APLA Research Faculty Designs Systems for Housing Access

When Mackenzie Stagg talks about housing, she doesn’t necessarily start with buildings. Instead, she talks about systems—financing structures, partnerships and processes that determine who can access a home and under what conditions.

Mackenzie Stagg
Mackenzie Stagg

As an associate research professor in the School of Architecture, Planning and Landscape Architecture (APLA), Stagg has built a career around connecting thoughtful design with the realities of housing delivery, affordability and resilience.

A 2008 graduate of Auburn’s architecture program, Stagg returned to APLA in January 2018 as an assistant research professor. Since then, her work has centered on the Rural Studio’s Front Porch Initiative, a collaborative research effort in its ninth year. Alongside colleagues Rural Studio Associate Director Rusty Smith, assistant research professors Betsy Garcia and Christian Ayala and research architects Laurel Holloway and Tim Tamulonis—and in close collaboration with Rural Studio faculty, staff and students—Stagg is working to expand access to high-performance housing across the country.

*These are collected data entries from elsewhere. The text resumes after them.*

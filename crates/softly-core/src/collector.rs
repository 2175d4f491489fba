//! The default, storing error collector.
//!
//! A `DefaultErrorCollector` keeps failures itself until it is given a
//! delegate; from then on every operation is forwarded. Providers embed one,
//! which is what lets a provider be used on its own (`assert_all` at the end)
//! or bound to the collector of a test context by the binder.

use softly_proto::{ErrorCollector, Failure};
use std::fmt;
use std::sync::atomic::{AtomicBool, Ordering};
use std::sync::{Arc, Mutex, MutexGuard, PoisonError, RwLock};

/// Hook invoked after every collected failure.
pub type FailureCallback = Arc<dyn Fn(&Failure) + Send + Sync>;

/// Thread-safe, append-only failure store with optional delegation.
#[derive(Default)]
pub struct DefaultErrorCollector {
    failures: Mutex<Vec<Failure>>,
    success: AtomicBool,
    delegate: RwLock<Option<Arc<dyn ErrorCollector>>>,
    callback: RwLock<Option<FailureCallback>>,
}

impl DefaultErrorCollector {
    pub fn new() -> Self {
        Self::default()
    }

    /// Creates a collector already forwarding to `delegate`.
    pub fn delegating_to(delegate: Arc<dyn ErrorCollector>) -> Self {
        let collector = Self::new();
        collector.set_delegate(delegate);
        collector
    }

    /// Registers a hook run after each collected failure, whether the failure
    /// was stored locally or forwarded to the delegate.
    pub fn on_failure_collected(&self, callback: impl Fn(&Failure) + Send + Sync + 'static) {
        *self
            .callback
            .write()
            .unwrap_or_else(PoisonError::into_inner) = Some(Arc::new(callback));
    }

    /// Stops forwarding; later failures are stored locally again.
    pub fn clear_delegate(&self) {
        self.delegate
            .write()
            .unwrap_or_else(PoisonError::into_inner)
            .take();
    }

    /// Drains the locally stored failures.
    ///
    /// When a delegate is set the delegate is left untouched and a snapshot
    /// of its failures is returned instead.
    pub fn take_failures(&self) -> Vec<Failure> {
        match self.current_delegate() {
            Some(delegate) => delegate.failures(),
            None => std::mem::take(&mut *self.local()),
        }
    }

    fn local(&self) -> MutexGuard<'_, Vec<Failure>> {
        self.failures.lock().unwrap_or_else(PoisonError::into_inner)
    }

    fn current_delegate(&self) -> Option<Arc<dyn ErrorCollector>> {
        self.delegate
            .read()
            .unwrap_or_else(PoisonError::into_inner)
            .clone()
    }

    fn current_callback(&self) -> Option<FailureCallback> {
        self.callback
            .read()
            .unwrap_or_else(PoisonError::into_inner)
            .clone()
    }
}

impl ErrorCollector for DefaultErrorCollector {
    fn collect(&self, failure: Failure) {
        tracing::trace!(failure = %failure.message, "Collected soft assertion failure");
        let callback = self.current_callback();
        let notified = callback.as_ref().map(|_| failure.clone());
        match self.current_delegate() {
            Some(delegate) => delegate.collect(failure),
            None => self.local().push(failure),
        }
        if let (Some(callback), Some(failure)) = (callback, notified) {
            callback(&failure);
        }
    }

    fn record_success(&self) {
        match self.current_delegate() {
            Some(delegate) => delegate.record_success(),
            None => self.success.store(true, Ordering::Release),
        }
    }

    fn failures(&self) -> Vec<Failure> {
        match self.current_delegate() {
            Some(delegate) => delegate.failures(),
            None => self.local().clone(),
        }
    }

    fn had_any_success(&self) -> bool {
        match self.current_delegate() {
            Some(delegate) => delegate.had_any_success(),
            None => self.success.load(Ordering::Acquire),
        }
    }

    fn delegate(&self) -> Option<Arc<dyn ErrorCollector>> {
        self.current_delegate()
    }

    fn set_delegate(&self, delegate: Arc<dyn ErrorCollector>) {
        // Delegating to ourselves would recurse forever on the first collect.
        if std::ptr::addr_eq(Arc::as_ptr(&delegate), std::ptr::from_ref(self)) {
            tracing::warn!("Ignoring attempt to make a collector its own delegate");
            return;
        }
        *self
            .delegate
            .write()
            .unwrap_or_else(PoisonError::into_inner) = Some(delegate);
    }
}

impl fmt::Debug for DefaultErrorCollector {
    fn fmt(&self, f: &mut fmt::Formatter<'_>) -> fmt::Result {
        f.debug_struct("DefaultErrorCollector")
            .field("failures", &self.local().len())
            .field("success", &self.success.load(Ordering::Relaxed))
            .field("delegating", &self.current_delegate().is_some())
            .finish_non_exhaustive()
    }
}

#[cfg(test)]
mod tests {
    use super::*;
    use std::thread;

    #[test]
    fn test_failures_kept_in_call_order_with_duplicates() {
        let collector = DefaultErrorCollector::new();
        collector.collect(Failure::new("f1"));
        collector.collect(Failure::new("f2"));
        collector.collect(Failure::new("f1"));

        let messages: Vec<_> = collector.failures().into_iter().map(|f| f.message).collect();
        assert_eq!(messages, vec!["f1", "f2", "f1"]);
    }

    #[test]
    fn test_failures_is_a_read_view() {
        let collector = DefaultErrorCollector::new();
        collector.collect(Failure::new("f1"));

        assert_eq!(collector.failures().len(), 1);
        assert_eq!(collector.failures().len(), 1);
    }

    #[test]
    fn test_had_any_success_stays_true_after_failures() {
        let collector = DefaultErrorCollector::new();
        assert!(!collector.had_any_success());

        collector.record_success();
        collector.record_success();
        collector.collect(Failure::new("late failure"));

        assert!(collector.had_any_success());
    }

    #[test]
    fn test_take_failures_drains() {
        let collector = DefaultErrorCollector::new();
        collector.collect(Failure::new("f1"));

        assert_eq!(collector.take_failures().len(), 1);
        assert!(collector.is_empty());
    }

    #[test]
    fn test_delegate_receives_everything() {
        let target = Arc::new(DefaultErrorCollector::new());
        let front = DefaultErrorCollector::delegating_to(target.clone());

        front.collect(Failure::new("forwarded"));
        front.record_success();

        assert_eq!(target.failures().len(), 1);
        assert!(target.had_any_success());
        assert_eq!(front.failures(), target.failures());
        assert!(front.had_any_success());
    }

    #[test]
    fn test_clear_delegate_stores_locally_again() {
        let target = Arc::new(DefaultErrorCollector::new());
        let front = DefaultErrorCollector::delegating_to(target.clone());
        front.clear_delegate();

        front.collect(Failure::new("local"));

        assert!(target.is_empty());
        assert_eq!(front.failures().len(), 1);
    }

    #[test]
    fn test_self_delegation_is_ignored() {
        let collector = Arc::new(DefaultErrorCollector::new());
        collector.set_delegate(collector.clone());

        collector.collect(Failure::new("still works"));
        assert!(collector.delegate().is_none());
        assert_eq!(collector.failures().len(), 1);
    }

    #[test]
    fn test_callback_runs_for_local_and_forwarded_failures() {
        let seen = Arc::new(Mutex::new(Vec::new()));
        let collector = Arc::new(DefaultErrorCollector::new());
        let weak = Arc::downgrade(&collector);
        let visible = seen.clone();
        collector.on_failure_collected(move |_| {
            let count = weak.upgrade().map_or(0, |collector| collector.failures().len());
            visible.lock().unwrap().push(count);
        });

        collector.collect(Failure::new("local"));
        collector.set_delegate(Arc::new(DefaultErrorCollector::new()));
        collector.collect(Failure::new("forwarded"));
        collector.collect(Failure::new("forwarded again"));

        // Each call sees the failure that triggered it.
        assert_eq!(*seen.lock().unwrap(), vec![1, 1, 2]);
    }

    #[test]
    fn test_concurrent_collect_loses_nothing() {
        let collector = Arc::new(DefaultErrorCollector::new());

        let handles: Vec<_> = (0..8)
            .map(|t| {
                let collector = collector.clone();
                thread::spawn(move || {
                    for i in 0..100 {
                        collector.collect(Failure::new(format!("t{t}-{i}")));
                    }
                })
            })
            .collect();
        for handle in handles {
            handle.join().unwrap();
        }

        let failures = collector.failures();
        assert_eq!(failures.len(), 800);

        // Per-thread order is preserved even though threads interleave.
        let thread_three: Vec<_> = failures
            .iter()
            .filter(|f| f.message.starts_with("t3-"))
            .map(|f| f.message.clone())
            .collect();
        let expected: Vec<_> = (0..100).map(|i| format!("t3-{i}")).collect();
        assert_eq!(thread_three, expected);
    }
}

At its core, the Front Porch Initiative works directly with housing providers to extend Rural Studio’s housing research. The team promotes homes that are efficient, resilient, durable and supportive of occupant health and community connection. That work has grown from regional partnerships to a national network of collaborators, including nonprofit housing developers, financial institutions, municipalities, land banks and policy stakeholders. Today, with support from federal agencies, government sponsored enterprises, foundations and financial institutions, the Front Porch Initiative has 22 ongoing home projects across 14 states.

A man holding a microphone speaks to an audience while a woman stands beside him holding papers; both are wearing business attire.
Rusty Smith and Mackenzie Stagg presenting research with the Houston Land Bank.

“I’ve really enjoyed working with our housing provider partners,” Stagg said. “A lot of our learning comes from working directly with real partners on real projects.”

Recent efforts range from post-tornado housing redevelopment in Selma, Alabama, to innovative land bank partnerships in Houston, Texas that pair pre-permitted prototype homes with small or underutilized parcels—an approach designed to remove barriers to development.

The internal and external work forms a feedback loop—meticulous design development at Rural Studio informs industry application, while lessons from the field shape future design and construction research.

Two women sit at a table discussing architectural plans and documents in an office setting.
Stagg (right) meeting with community leaders in Selma about future housing opportunities.

Over the past several years, Stagg’s role has evolved from hands-on design work to managing complex, externally funded research initiatives.

“I have a lot more knowledge about the housing procurement system and how you can arrange and stack capital to make a home affordable to a person,” she said, likening the financial strategies to the brick and mortar of residential construction.

Rural Studio’s Sylvia’s House design was built in Mars Hill, North Carolina in collaboration with Community Housing Corp of Madison County. | Photo by Keith Isaacs
Rural Studio’s Sylvia’s House design was built in Mars Hill, North Carolina in collaboration with Community Housing Corp of Madison County. | Photo by Keith Isaacs
A woman in a blue blazer presents charts on a wall to two colleagues, one of whom is taking notes on a tablet.
Stagg workshopping ideas with Rusty Smith and Christian Ayala at a Front Porch Initiative internal pin-up session.

For Stagg, being back at Auburn is both personal and purposeful. An Alabama native and proud alumna, she sees her work as aligned with both APLA and the university’s mission.

“There is something to Auburn being a land grant university and a Tier One Research university with a Carnegie Outreach designation,” she said. “It’s in the DNA of Auburn to think about its place in enhancing the lives of people in the state and beyond.”